Je crains, au risque de vous décevoir, d’avoir du mal à décorréler Union européenne et États-Unis dans ma réponse. Il est légitime, malgré les gesticulations (le terme est sévère, j’en conviens) diplomatiques ô combien tardives d’Emmanuel Macron, de considérer l’Union européenne comme un « nain politique ». Pardonnez l’expression fort usitée mais le conflit ukrainien révèle, comme le Covid 19 avant lui, la relative cacophonie intra-européenne et plus grave encore selon moi, la forte dépendance à Washington. Il ne vous aura ainsi pas échappé que le cabinet de conseil privé McKinsey & Company a été sollicité par le gouvernement français pour la gestion économique, politique et sociale de la pandémie. La voix encore prépondérante de la Maison blanche sur les affaires européennes pose question, surtout en France où les restes de gaullisme (le Général est pourtant cité à tort et à travers) s’émiettent chaque jour un peu plus. Et que dire de la déploration par le président français de l’état de « de mort cérébrale » de l’OTAN en novembre 2021 ? L’on a pu croire un temps qu’UE et OTAN ne rimaient pas nécessairement, et je veux croire qu’il existât une frange de la population ukrainienne sincèrement attachée à une Europe continentale (que j’oppose ici à atlantiste) pacifiée et dont les traditions – héritage helléno-chrétien, science positive, progrès technique et humain, universalisme – tisseraient un continuum jusqu’aux portes de l’Asie. Si l’adhésion à l’Union pourrait apparaître quelque peu analogique à un passage de l’Est vers l’Ouest – « monde libre », nations « souveraines », libertés politiques et sociétales, économie ouverte etc. – les Ukrainiens actuels ne sont pas pour autant dupes des vicissitudes et de l’essoufflement européiste contemporain.

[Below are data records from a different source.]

//! Full legal move generation pipeline.
//!
//! Orchestrates piece-wise pseudo-legal generation, applies each candidate to
//! a scratch position and drops the ones that leave the mover's king attacked.

use crate::game_state::chess_types::*;
use crate::game_state::position::Position;
use crate::move_generation::legal_move_apply::{make_move, unmake_move};
use crate::move_generation::legal_move_checks::is_in_check;
use crate::move_generation::legal_moves_bishop::generate_bishop_moves;
use crate::move_generation::legal_moves_king::generate_king_moves;
use crate::move_generation::legal_moves_knight::generate_knight_moves;
use crate::move_generation::legal_moves_pawn::generate_pawn_moves;
use crate::move_generation::legal_moves_queen::generate_queen_moves;
use crate::move_generation::legal_moves_rook::generate_rook_moves;
use crate::move_generation::move_generator::{MoveGenResult, MoveGenerationError, MoveGenerator};
use crate::moves::chess_move::Move;

#[derive(Debug, Clone, Copy, Default)]
pub struct LegalMoveGenerator;

impl MoveGenerator for LegalMoveGenerator {
    fn all_legal_moves(&self, position: &Position, color: Color) -> MoveGenResult<Vec<Move>> {
        if color == position.side_to_move {
            return legal_moves_masked(position, !0);
        }

        // Asking for the side not to move: same board, that side on move, and
        // no en-passant target since it belongs to the other side's reply.
        let mut as_color = position.clone();
        as_color.side_to_move = color;
        as_color.rights.en_passant = None;
        legal_moves_masked(&as_color, !0)
    }

    fn moves_from(&self, position: &Position, square: Square) -> MoveGenResult<Vec<Move>> {
        match position.board.piece_at(square) {
            Some(piece) if piece.color == position.side_to_move => {
                legal_moves_masked(position, square.bit())
            }
            _ => Ok(Vec::new()),
        }
    }
}

fn legal_moves_masked(position: &Position, from_mask: u64) -> MoveGenResult<Vec<Move>> {
    let mut pseudo = Vec::<Move>::with_capacity(64);

    generate_pawn_moves(position, from_mask, &mut pseudo);
    generate_knight_moves(position, from_mask, &mut pseudo);
    generate_bishop_moves(position, from_mask, &mut pseudo);
    generate_rook_moves(position, from_mask, &mut pseudo);
    generate_queen_moves(position, from_mask, &mut pseudo);
    generate_king_moves(position, from_mask, &mut pseudo);

    let mover = position.side_to_move;
    let mut scratch = position.clone();
    let mut legal = Vec::<Move>::with_capacity(pseudo.len());
    for mv in pseudo {
        let undo = make_move(&mut scratch, &mv)
            .map_err(|x| MoveGenerationError::InvalidState(format!("make_move failed: {x}")))?;

        // Illegal if own king is in check after move.
        let leaves_king_attacked = is_in_check(&scratch.board, mover);

        unmake_move(&mut scratch, &undo)
            .map_err(|x| MoveGenerationError::InvalidState(format!("unmake_move failed: {x}")))?;

        if !leaves_king_attacked {
            legal.push(mv);
        }
    }

    Ok(legal)
}

#[cfg(test)]
mod tests {
    use super::LegalMoveGenerator;
    use crate::game_state::chess_types::*;
    use crate::game_state::position::Position;
    use crate::move_generation::legal_move_apply::apply_move;
    use crate::move_generation::legal_move_checks::is_in_check;
    use crate::move_generation::move_generator::MoveGenerator;
    use crate::moves::chess_move::MoveFlag;

    fn sq(index: u8) -> Square {
        Square::new(index).expect("test square in range")
    }

    fn position(fen: &str) -> Position {
        Position::from_fen(fen).expect("FEN should parse")
    }

    fn targets(position: &Position, from: Square) -> Vec<u8> {
        let mut out: Vec<u8> = LegalMoveGenerator
            .moves_from(position, from)
            .expect("generation should succeed")
            .into_iter()
            .map(|mv| mv.target.value())
            .collect();
        out.sort_unstable();
        out.dedup();
        out
    }

    #[test]
    fn starting_position_has_twenty_moves() {
        let moves = LegalMoveGenerator
            .generate_legal_moves(&Position::new_game())
            .expect("generation should succeed");
        assert_eq!(moves.len(), 20);
    }

    #[test]
    fn e2_pawn_reaches_e3_and_e4() {
        assert_eq!(targets(&Position::new_game(), sq(12)), vec![20, 28]);
    }

    #[test]
    fn empty_or_enemy_square_yields_nothing() {
        let game = Position::new_game();
        assert!(targets(&game, sq(28)).is_empty());
        assert!(targets(&game, sq(52)).is_empty());
    }

    #[test]
    fn pinned_rook_only_moves_along_the_pin() {
        // Rook on e2 pinned by the rook on e8.
        let game = position("4r1k1/8/8/8/8/8/4R3/4K3 w - - 0 1");
        assert_eq!(targets(&game, sq(12)), vec![20, 28, 36, 44, 52, 60]);
    }

    #[test]
    fn pinned_knight_cannot_move() {
        let game = position("4r1k1/8/8/8/8/8/4N3/4K3 w - - 0 1");
        assert!(targets(&game, sq(12)).is_empty());
    }

    #[test]
    fn king_in_check_must_resolve_it() {
        // Black rook on e8 checks; only king steps off the file or block Re2.
        let game = position("4r1k1/8/8/8/8/8/3R4/4K3 w - - 0 1");
        let moves = LegalMoveGenerator
            .generate_legal_moves(&game)
            .expect("generation should succeed");
        for mv in &moves {
            let next = apply_move(&game, mv).expect("legal move should apply");
            assert!(!is_in_check(&next.board, Color::White), "{mv} leaves king in check");
        }
        assert!(moves.iter().any(|mv| mv.source == sq(11) && mv.target == sq(12)));
        assert!(!moves.iter().any(|mv| mv.source == sq(11) && mv.target == sq(19)));
    }

    #[test]
    fn en_passant_exposing_own_king_is_illegal() {
        // Capturing d6 would clear the fifth rank between Ka5 and the rook on h5.
        let game = position("7k/8/8/K2pP2r/8/8/8/8 w - d6 0 2");
        let moves = targets(&game, sq(36));
        assert_eq!(moves, vec![44]);
    }

    #[test]
    fn en_passant_capture_is_offered() {
        let game = position("4k3/8/8/3pP3/8/8/8/4K3 w - d6 0 2");
        let moves = LegalMoveGenerator
            .moves_from(&game, sq(36))
            .expect("generation should succeed");
        assert!(moves.iter().any(|mv| mv.flag == MoveFlag::EnPassant && mv.target == sq(43)));
    }

    #[test]
    fn moves_for_side_not_to_move() {
        let game = Position::new_game();
        let black = LegalMoveGenerator
            .all_legal_moves(&game, Color::Black)
            .expect("generation should succeed");
        assert_eq!(black.len(), 20);
        assert!(black.iter().all(|mv| {
            game.board.piece_at(mv.source).map(|p| p.color) == Some(Color::Black)
        }));
    }

    #[test]
    fn checkmated_side_has_no_moves() {
        // Position after fool's mate.
        let game = position("rnb1kbnr/pppp1ppp/8/4p3/6Pq/5P2/PPPPP2P/RNBQKBNR w KQkq - 1 3");
        assert!(is_in_check(&game.board, Color::White));
        assert!(LegalMoveGenerator
            .generate_legal_moves(&game)
            .expect("generation should succeed")
            .is_empty());
    }

    #[test]
    fn stalemated_side_has_no_moves() {
        let game = position("7k/5Q2/6K1/8/8/8/8/8 b - - 0 1");
        assert!(!is_in_check(&game.board, Color::Black));
        assert!(LegalMoveGenerator
            .generate_legal_moves(&game)
            .expect("generation should succeed")
            .is_empty());
    }
}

Le sociétal est ici une ligne de fracture manifeste, et je ne peux l’ignorer plus longtemps. Il n’est point abusif de dire que les sociétés occidentales (tout du moins le monde médiatico-politique, faiseur d’opinion) embrassent à l’heure actuelle un progressisme protéiforme largement importé des États-Unis. Par « marxisme culturel », j’entends le passage (plutôt saut sémantique et phénoménologique) du marxisme philosophique, politique et économique à celui de sociéto-culturel. Pour le dire autrement, l’extension ou transfert du cadre de la lutte des classes à celle des identités. Si l’expression cultural marxism connaît de plus grands emplois et notoriété outre-Atlantique, les phénomènes qu’elle recouvre me paraissent pertinemment décrits par ce syntagme. Ainsi, les divers phénomènes et mouvements culturels (parfois militants) tels les multiculturalisme, postcolonialisme, théorie du genre, féminisme extrême ou homosexualisme – synthétisés sous le vocable « wokisme » – ne bénéficient pas d’une telle caisse de résonance au sein de l’Europe slave et orientale, c’est là un euphémisme.

Il m’est donc difficile de répondre de manière satisfaisante tant il m’est complexe de définir ici « les Européens » contemporains tant je nous crois, au plan politique, tiraillés entre une Europe des Nations et un fédéralisme fantasmatique ; soumis à un atlantisme problématique et belliqueux – interdisant par là toute conception continentale et eurasiatique de l’avenir – et au plan culturel, quelque peu empêtrés entre velléités de conservation et tabula rasa, dans un sens pris au piège de notre propre universalisme.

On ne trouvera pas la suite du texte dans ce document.